2. Claims that Moritoki Mochizuki was a husband of Chiyome and that he died at this battle.
3. Presents a historical written permission to Chiyome issued by Shingen and claims that, due to this permission, the "miko village" emerged.
4. Claims that the miko of the village became spies.
5. Claims that Chiyome then became a ninja.

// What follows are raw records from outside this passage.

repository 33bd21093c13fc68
//! `define_port_error!`: port error enums with snake_case constructors.

macro_rules! define_port_error {
    (@ctor $variant:ident) => {
        ::paste::paste! {
            pub fn [<$variant:snake>]() -> Self {
                Self::$variant
            }
        }
    };

    (@ctor $variant:ident { $($field:ident : $ty:ty),* $(,)? }) => {
        define_port_error!(@ctor_impl $variant () () $( $field : $ty, )*);
    };

    (@ctor_impl $variant:ident ($($params:tt)*) ($($inits:tt)*) ) => {
        ::paste::paste! {
            pub fn [<$variant:snake>]($($params)*) -> Self {
                Self::$variant { $($inits)* }
            }
        }
    };

    (@ctor_impl $variant:ident ($($params:tt)*) ($($inits:tt)*) $field:ident : $ty:ty, $($rest:tt)*) => {
        define_port_error!(
            @ctor_impl
            $variant
            ($($params)* $field: impl Into<$ty>,)
            ($($inits)* $field: $field.into(),)
            $($rest)*
        );
    };
    (
        $(#[$outer:meta])*
        pub enum $name:ident {
            $(
                $(#[$variant_meta:meta])*
                $variant:ident $( { $($field:ident : $ty:ty),* $(,)? } )? => $message:expr
            ),* $(,)?
        }
    ) => {
        $(#[$outer])*
        #[derive(Debug, Clone, PartialEq, Eq, thiserror::Error)]
        pub enum $name {
            $(
                $(#[$variant_meta])*
                #[error($message)]
                $variant $( { $($field : $ty),* } )?,
            )*
        }

        impl $name {
            $(
                define_port_error!(@ctor $variant $( { $($field : $ty),* } )?);
            )*
        }
    };
}

pub(crate) use define_port_error;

However, Katsuya Yoshimaru (吉丸雄哉), an associate professor of Mie University who studies Japanese Edo period literature and the ninja, claims that Chiyome did not actually exist and lists the allegedly erroneous points of Inagaki's book:
1. There is no historical document describing the details of this battle.
2. Moritoki did not die in this battle. (that is, there is no mention of a Mochizuki Moritoki anywhere, let alone among the slain at that battle)
3. This written permission is not extant. Generally speaking, most of such kind of written permissions are forged ones.
4. The claim of spy activities of the miko is groundless; it is based only on guess of Inagaki. (note, such a claim is believable, if impossible to prove, as travelling miko would indeed have made splendid informants)
5. This is groundless as well. Although Inagaki refers History of Japanese Miko (日本巫女史), 1930, written by Taro Nakayama (中山太郎), this book says nothing about ninja and all mentions first appear in Inagaki's book.

Mochizuki's name became popular after a two-page article about her was published in a 1991 special issue of the magazine History Reader (歴史読本) titled Extraordinary Special Issue: All the Definitive Types of Ninja (臨時増刊号『決定版「忍者」の全て』). This article said that she was an upper ninja (上忍); according to Yoshimaru, historically there was no such rank in a ninja hierarchy.

==In popular culture==
Mochizuki is featured in many video games, some of which include Nobunaga's Ambition: Souzou (DLC), Puzzle & Dragons, and Toukiden: The Age of Demons.

She is mentioned as a trainer of the playable character Kunoichi in Samurai Warriors, and appears in person in Samurai Warriors 2 as Shingen's mistress and the master and surrogate mother of Kurenai, the protagonist of Red Ninja: End of Honor. Mochizuki appears in Assassin's Creed: Memories, where she is recruited by the Templars after Shingen's death and becomes an enemy of Hattori Hanzō, and in Onimusha Soul, in which she works with the evil Genma and appears in several different forms, ages, and art styles. She is a non-playable character using Ground and Dark type Pokémon in Pokémon Conquest, and elite versions of generic "Kunoichi" enemies in Marvel: Avengers Alliance are named "Chiyome". Innocent World (Japanese version of Aura Kingdom) offered a catgirl version of Chiyome as a player character, and another game has her in a full cat form. In Sangoku Taisen, she is voiced by Miyuki Sawashiro. She also appears as an Assassin-class Servant in Fate/Grand Order. In the videogame series Shadow Tactics: Blades of the Shogun, the character Aiko comes from a kunoichi clan run by a "Lady Chiyo".

Yatsuko Tanami played her in the film Sanada Yukimura no Bōryaku. She appears as a major character in David Kudler's young-adult historical novel Risuko.